In further consolation, at this point, I would also like to call out what happens to the blind; a clutch of leaders who are not self-aware in this way and start to suffer from a thing called “hubris”. This is the thing that happens when someone starts to believe too much in themselves and to have little connection to either where they have come from or the needs of the people around them. This is the leader who suffers from too little awareness of the gap between what they are and how they are seen rather than too much. David Owen wrote about in his excellent book “The Hubris Syndrome” where he pointed out how badly that Tony Blair and Margaret Thatcher in particular suffered from this alternative, which is almost a reverse of the imposter feeling.
My question to you is which would you rather have: consciousness of the weight on your shoulders or immunity to it? Having a connection to who you really are is, I would contend, one of the things that makes a really great leader. Churchill may have had his “Black Dog” but it perhaps helped to make him as successful and impactful as he was; as he drew on his inner reserves to stretch ever further. As Bertrand Russell said “The trouble with the world is that the stupid are cocksure and the intelligent are full of doubt.” Which would you rather be? There is something here in balance between the extremes but overall I’d rather have a healthy awareness of humility rather than a lack of it.
It is also said by some that women tend to suffer more heavily from imposter syndrome than men. Many studies have refuted this but overall I would tend to agree. I think the reason for this is perhaps that boys on the whole are more likely to grow up learning to bluff, puffing themselves up and learning to get away with it. Women perhaps are more rooted in the truth of who they are and are not so prepared or practiced at pretending stuff. Women’s honesty may be something that makes this worse therefore. But why should unapologetic honesty be such a bad thing? As the world increasingly changes to a place of transparency and honesty, the ability to strut like a peacock is not as revered as it once was.
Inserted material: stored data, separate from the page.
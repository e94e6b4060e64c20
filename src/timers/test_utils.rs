use crate::actor::Event;
use crate::timers::TimerTick;
use std::fmt::Debug;
use std::time::Duration;
use tokio::sync::mpsc;

struct TestUtilReceiver<T> {
    rx: mpsc::Receiver<T>,
}

impl<T: Debug> TestUtilReceiver<T> {
    fn new(rx: mpsc::Receiver<T>) -> Self {
        TestUtilReceiver { rx }
    }

    async fn recv(&mut self) -> T {
        tokio::time::timeout(Duration::from_secs(5), self.rx.recv())
            .await
            .expect("Unexpected timeout")
            .expect("Expected value")
    }

    async fn recv_assert_timeout(&mut self, timeout: Duration) {
        tokio::time::timeout(timeout, self.rx.recv())
            .await
            .expect_err("Expected timeout");
    }
}

/// Stands in for a replica actor: it only records the events sent to it.
pub(crate) struct TestUtilActor {
    receiver: TestUtilReceiver<Event>,
    timeout: Duration,
}

impl TestUtilActor {
    pub(crate) fn new(actor_queue_rx: mpsc::Receiver<Event>) -> Self {
        TestUtilActor {
            receiver: TestUtilReceiver::new(actor_queue_rx),
            timeout: Duration::from_millis(10),
        }
    }

    pub(crate) async fn assert_timer_event(&mut self, expected: TimerTick) {
        match self.receiver.recv().await {
            Event::Timer(tick) => assert_eq!(tick, expected),
            other => panic!("Unexpected event {:?}", other),
        }
    }

    pub(crate) async fn assert_no_event(&mut self) {
        self.receiver.recv_assert_timeout(self.timeout).await;
    }
}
Almost the worst thing that can happen is for us to allow these feelings to become a reason for pulling back from the opportunities or even the careers we might like to pursue. I know of a number of situations where people have even turned down what seemed like a challenging job offer because of it. Given the view that women suffer from imposter syndrome even more than men, this could be one of the reasons we see less women reaching for what is justly theirs. If so, this is another good reason to talk out about the craziness of what is at play here.
Being able to manage this gap between who we really are and the image we maintain out in the world is a vital tool. Awareness is everything – being alive means we should feel pain from time to time. Talking about this openly will help. Welcoming in the things that trouble us and speaking to them rather than hiding them in the closet is the route to feeling successful in life.
At the end of the day who would we rather have in the workplace: bluffers in danger of hubris with no self-reflection or the honestly self-aware with a tendency to feel overstretched at times? I know which I prefer.
It’s time for us to hack our fear and the first step of that process is to start to talk about it.